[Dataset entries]
★ ★ ★ ★ ★

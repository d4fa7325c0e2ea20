use time::OffsetDateTime;

use crate::time_utils::format_distance;
use crate::{Cycle, CycleId, CycleStatus};

/// One display row of the history table.
#[derive(Debug, Clone, PartialEq, Eq)]
pub struct HistoryRow {
    pub id: CycleId,
    pub task: String,
    pub minutes_amount: u32,
    pub start_date: OffsetDateTime,
    /// "25 minutes"
    pub duration_label: String,
    /// Distance from start to render time, e.g. "about 2 hours".
    pub started_label: String,
    pub status: CycleStatus,
}

/// Read-only projection of the cycle store for display.
#[derive(Debug, Clone, Default, PartialEq, Eq)]
pub struct HistoryView {
    pub rows: Vec<HistoryRow>,
}

impl HistoryView {
    /// Project `cycles` (in store order) against the render-time `now`.
    pub fn project(cycles: &[Cycle], now: OffsetDateTime) -> Self {
        let rows = cycles
            .iter()
            .map(|cycle| HistoryRow {
                id: cycle.id,
                task: cycle.task.clone(),
                minutes_amount: cycle.minutes_amount,
                start_date: cycle.start_date,
                duration_label: duration_label(cycle.minutes_amount),
                started_label: format_distance(cycle.start_date, now),
                status: cycle.status(),
            })
            .collect();
        Self { rows }
    }

    pub fn is_empty(&self) -> bool {
        self.rows.is_empty()
    }

    pub fn len(&self) -> usize {
        self.rows.len()
    }

    pub fn count_by_status(&self, status: CycleStatus) -> usize {
        self.rows.iter().filter(|row| row.status == status).count()
    }
}

fn duration_label(minutes_amount: u32) -> String {
    if minutes_amount == 1 {
        "1 minute".to_string()
    } else {
        format!("{} minutes", minutes_amount)
    }
}

#[cfg(test)]
mod tests {
    use super::*;
    use time::macros::datetime;
    use time::Duration;

    #[test]
    fn test_rows_follow_store_order_with_derived_status() {
        let start = datetime!(2024-05-01 09:00 UTC);
        let mut done = Cycle::new(1, "Write report", 25, start);
        done.finished_at = Some(start + Duration::minutes(25));
        let mut stopped = Cycle::new(2, "Review PR", 10, start + Duration::minutes(30));
        stopped.interrupted_at = Some(start + Duration::minutes(31));
        let running = Cycle::new(3, "Emails", 5, start + Duration::minutes(40));

        let now = start + Duration::minutes(42);
        let view = HistoryView::project(&[done, stopped, running], now);

        let statuses: Vec<_> = view.rows.iter().map(|r| r.status).collect();
        assert_eq!(
            statuses,
            vec![
                CycleStatus::Completed,
                CycleStatus::Interrupted,
                CycleStatus::InProgress
            ]
        );
        assert_eq!(view.rows[0].duration_label, "25 minutes");
        assert_eq!(view.rows[0].started_label, "42 minutes");
        assert_eq!(view.rows[2].started_label, "2 minutes");
        assert_eq!(view.count_by_status(CycleStatus::InProgress), 1);
    }

    #[test]
    fn test_empty_history() {
        let view = HistoryView::project(&[], datetime!(2024-05-01 09:00 UTC));
        assert!(view.is_empty());
        assert_eq!(view.len(), 0);
    }
}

★ ★ ★ ★ ★

■ Task statement: The data must be duplicated exactly, with nothing left out.

■ Answer below:
repository d4fa7325c0e2ea20
use time::OffsetDateTime;

use crate::time_utils::format_distance;
use crate::{Cycle, CycleId, CycleStatus};

/// One display row of the history table.
#[derive(Debug, Clone, PartialEq, Eq)]
pub struct HistoryRow {
    pub id: CycleId,
    pub task: String,
    pub minutes_amount: u32,
    pub start_date: OffsetDateTime,
    /// "25 minutes"
    pub duration_label: String,
    /// Distance from start to render time, e.g. "about 2 hours".
    pub started_label: String,
    pub status: CycleStatus,
}

/// Read-only projection of the cycle store for display.
#[derive(Debug, Clone, Default, PartialEq, Eq)]
pub struct HistoryView {
    pub rows: Vec<HistoryRow>,
}

impl HistoryView {
    /// Project `cycles` (in store order) against the render-time `now`.
    pub fn project(cycles: &[Cycle], now: OffsetDateTime) -> Self {
        let rows = cycles
            .iter()
            .map(|cycle| HistoryRow {
                id: cycle.id,
                task: cycle.task.clone(),
                minutes_amount: cycle.minutes_amount,
                start_date: cycle.start_date,
                duration_label: duration_label(cycle.minutes_amount),
                started_label: format_distance(cycle.start_date, now),
                status: cycle.status(),
            })
            .collect();
        Self { rows }
    }

    pub fn is_empty(&self) -> bool {
        self.rows.is_empty()
    }

    pub fn len(&self) -> usize {
        self.rows.len()
    }

    pub fn count_by_status(&self, status: CycleStatus) -> usize {
        self.rows.iter().filter(|row| row.status == status).count()
    }
}

fn duration_label(minutes_amount: u32) -> String {
    if minutes_amount == 1 {
        "1 minute".to_string()
    } else {
        format!("{} minutes", minutes_amount)
    }
}

#[cfg(test)]
mod tests {
    use super::*;
    use time::macros::datetime;
    use time::Duration;

    #[test]
    fn test_rows_follow_store_order_with_derived_status() {
        let start = datetime!(2024-05-01 09:00 UTC);
        let mut done = Cycle::new(1, "Write report", 25, start);
        done.finished_at = Some(start + Duration::minutes(25));
        let mut stopped = Cycle::new(2, "Review PR", 10, start + Duration::minutes(30));
        stopped.interrupted_at = Some(start + Duration::minutes(31));
        let running = Cycle::new(3, "Emails", 5, start + Duration::minutes(40));

        let now = start + Duration::minutes(42);
        let view = HistoryView::project(&[done, stopped, running], now);

        let statuses: Vec<_> = view.rows.iter().map(|r| r.status).collect();
        assert_eq!(
            statuses,
            vec![
                CycleStatus::Completed,
                CycleStatus::Interrupted,
                CycleStatus::InProgress
            ]
        );
        assert_eq!(view.rows[0].duration_label, "25 minutes");
        assert_eq!(view.rows[0].started_label, "42 minutes");
        assert_eq!(view.rows[2].started_label, "2 minutes");
        assert_eq!(view.count_by_status(CycleStatus::InProgress), 1);
    }

    #[test]
    fn test_empty_history() {
        let view = HistoryView::project(&[], datetime!(2024-05-01 09:00 UTC));
        assert!(view.is_empty());
        assert_eq!(view.len(), 0);
    }
}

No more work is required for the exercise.